Only the lines from the top of the data through the line with "running. With a" should be repeated, each exactly as written.

---------- Data to examine ----------

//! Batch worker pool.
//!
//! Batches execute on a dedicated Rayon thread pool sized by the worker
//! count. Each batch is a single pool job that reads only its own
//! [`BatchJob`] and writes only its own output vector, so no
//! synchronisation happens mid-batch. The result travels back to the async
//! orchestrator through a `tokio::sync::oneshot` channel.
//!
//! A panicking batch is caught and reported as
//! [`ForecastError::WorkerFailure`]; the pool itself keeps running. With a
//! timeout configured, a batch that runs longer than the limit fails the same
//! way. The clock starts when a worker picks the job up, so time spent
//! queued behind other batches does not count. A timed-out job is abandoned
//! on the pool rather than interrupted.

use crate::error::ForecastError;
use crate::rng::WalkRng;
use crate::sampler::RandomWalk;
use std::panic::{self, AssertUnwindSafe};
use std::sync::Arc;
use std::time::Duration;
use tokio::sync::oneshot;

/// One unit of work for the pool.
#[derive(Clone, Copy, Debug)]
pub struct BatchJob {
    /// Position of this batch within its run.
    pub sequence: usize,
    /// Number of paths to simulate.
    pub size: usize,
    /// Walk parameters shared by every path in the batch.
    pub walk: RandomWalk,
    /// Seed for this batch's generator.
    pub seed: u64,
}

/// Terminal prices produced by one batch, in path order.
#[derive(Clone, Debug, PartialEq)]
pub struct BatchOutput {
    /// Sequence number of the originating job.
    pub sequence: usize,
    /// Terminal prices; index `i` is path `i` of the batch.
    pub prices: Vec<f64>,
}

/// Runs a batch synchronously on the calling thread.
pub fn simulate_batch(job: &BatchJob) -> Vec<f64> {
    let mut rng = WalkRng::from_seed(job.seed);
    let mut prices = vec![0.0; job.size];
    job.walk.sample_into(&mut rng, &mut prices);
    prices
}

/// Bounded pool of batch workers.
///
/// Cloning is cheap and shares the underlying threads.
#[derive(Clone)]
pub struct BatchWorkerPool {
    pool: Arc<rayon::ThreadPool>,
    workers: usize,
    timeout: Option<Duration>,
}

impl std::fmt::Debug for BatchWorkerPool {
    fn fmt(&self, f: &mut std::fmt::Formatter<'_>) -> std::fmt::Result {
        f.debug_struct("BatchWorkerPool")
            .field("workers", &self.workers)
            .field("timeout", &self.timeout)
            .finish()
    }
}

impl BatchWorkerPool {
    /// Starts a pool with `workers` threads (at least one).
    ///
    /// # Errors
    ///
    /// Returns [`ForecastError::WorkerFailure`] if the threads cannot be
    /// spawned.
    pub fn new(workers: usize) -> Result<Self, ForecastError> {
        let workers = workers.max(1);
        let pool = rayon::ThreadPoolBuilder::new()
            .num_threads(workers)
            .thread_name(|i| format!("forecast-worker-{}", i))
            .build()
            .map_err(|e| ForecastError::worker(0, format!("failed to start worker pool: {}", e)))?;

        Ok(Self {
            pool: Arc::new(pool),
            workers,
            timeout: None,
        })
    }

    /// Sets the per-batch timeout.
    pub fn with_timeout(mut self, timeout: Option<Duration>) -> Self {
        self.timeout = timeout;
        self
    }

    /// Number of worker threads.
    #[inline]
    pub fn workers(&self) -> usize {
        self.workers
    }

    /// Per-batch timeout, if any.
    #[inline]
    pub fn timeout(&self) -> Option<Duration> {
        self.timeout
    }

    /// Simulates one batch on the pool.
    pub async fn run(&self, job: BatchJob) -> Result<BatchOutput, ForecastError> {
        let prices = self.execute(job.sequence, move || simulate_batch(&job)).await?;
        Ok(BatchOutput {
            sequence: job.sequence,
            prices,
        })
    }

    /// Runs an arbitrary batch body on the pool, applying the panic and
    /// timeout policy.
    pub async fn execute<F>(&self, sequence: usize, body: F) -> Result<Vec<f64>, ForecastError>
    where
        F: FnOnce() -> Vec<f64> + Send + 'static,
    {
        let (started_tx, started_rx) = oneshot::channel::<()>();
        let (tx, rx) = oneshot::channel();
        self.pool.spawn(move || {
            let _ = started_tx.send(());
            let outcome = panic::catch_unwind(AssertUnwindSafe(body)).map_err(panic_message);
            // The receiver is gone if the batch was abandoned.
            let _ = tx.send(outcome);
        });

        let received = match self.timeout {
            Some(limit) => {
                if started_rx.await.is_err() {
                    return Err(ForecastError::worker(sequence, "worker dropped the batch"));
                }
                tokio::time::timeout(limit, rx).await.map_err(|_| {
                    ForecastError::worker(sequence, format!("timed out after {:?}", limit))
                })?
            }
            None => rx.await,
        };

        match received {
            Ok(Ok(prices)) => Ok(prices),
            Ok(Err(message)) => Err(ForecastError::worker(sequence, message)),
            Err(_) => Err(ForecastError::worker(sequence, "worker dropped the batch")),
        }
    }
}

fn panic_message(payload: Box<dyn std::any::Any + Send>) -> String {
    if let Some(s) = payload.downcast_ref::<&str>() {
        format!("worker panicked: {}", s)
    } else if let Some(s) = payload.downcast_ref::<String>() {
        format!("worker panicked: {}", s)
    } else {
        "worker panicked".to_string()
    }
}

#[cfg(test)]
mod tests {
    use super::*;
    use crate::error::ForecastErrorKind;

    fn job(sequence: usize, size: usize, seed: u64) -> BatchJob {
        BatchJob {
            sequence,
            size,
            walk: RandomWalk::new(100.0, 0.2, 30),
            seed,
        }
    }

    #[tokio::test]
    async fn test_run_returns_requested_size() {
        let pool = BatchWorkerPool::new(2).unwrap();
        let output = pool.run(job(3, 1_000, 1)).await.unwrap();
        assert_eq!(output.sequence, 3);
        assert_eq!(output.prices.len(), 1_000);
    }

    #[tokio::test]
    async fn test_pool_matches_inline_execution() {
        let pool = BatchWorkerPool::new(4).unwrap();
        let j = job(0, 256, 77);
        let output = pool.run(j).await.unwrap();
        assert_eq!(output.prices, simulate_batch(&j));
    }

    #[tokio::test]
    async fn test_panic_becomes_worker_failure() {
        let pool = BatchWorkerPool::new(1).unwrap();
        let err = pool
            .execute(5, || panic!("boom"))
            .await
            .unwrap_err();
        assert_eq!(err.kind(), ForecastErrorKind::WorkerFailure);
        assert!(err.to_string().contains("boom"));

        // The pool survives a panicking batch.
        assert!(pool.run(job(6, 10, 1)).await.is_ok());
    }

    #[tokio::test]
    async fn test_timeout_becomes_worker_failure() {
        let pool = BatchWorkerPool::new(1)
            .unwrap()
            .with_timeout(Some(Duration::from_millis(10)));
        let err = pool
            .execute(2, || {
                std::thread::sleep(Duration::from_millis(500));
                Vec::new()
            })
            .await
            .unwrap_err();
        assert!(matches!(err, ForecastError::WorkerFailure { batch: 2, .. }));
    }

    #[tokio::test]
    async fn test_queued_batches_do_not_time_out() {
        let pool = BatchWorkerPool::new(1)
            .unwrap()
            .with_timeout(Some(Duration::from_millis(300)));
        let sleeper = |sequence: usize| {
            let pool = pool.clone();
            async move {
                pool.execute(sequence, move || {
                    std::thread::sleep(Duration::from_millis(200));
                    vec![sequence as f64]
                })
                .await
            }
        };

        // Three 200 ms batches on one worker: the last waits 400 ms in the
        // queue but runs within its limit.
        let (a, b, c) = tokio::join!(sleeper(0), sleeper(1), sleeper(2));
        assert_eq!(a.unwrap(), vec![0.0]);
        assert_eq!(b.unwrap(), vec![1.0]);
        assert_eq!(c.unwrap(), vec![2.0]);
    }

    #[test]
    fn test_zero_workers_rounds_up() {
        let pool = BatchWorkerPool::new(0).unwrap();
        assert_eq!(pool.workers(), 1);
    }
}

----------

[Task response]
//! Batch worker pool.
//!
//! Batches execute on a dedicated Rayon thread pool sized by the worker
//! count. Each batch is a single pool job that reads only its own
//! [`BatchJob`] and writes only its own output vector, so no
//! synchronisation happens mid-batch. The result travels back to the async
//! orchestrator through a `tokio::sync::oneshot` channel.
//!
//! A panicking batch is caught and reported as
//! [`ForecastError::WorkerFailure`]; the pool itself keeps running. With a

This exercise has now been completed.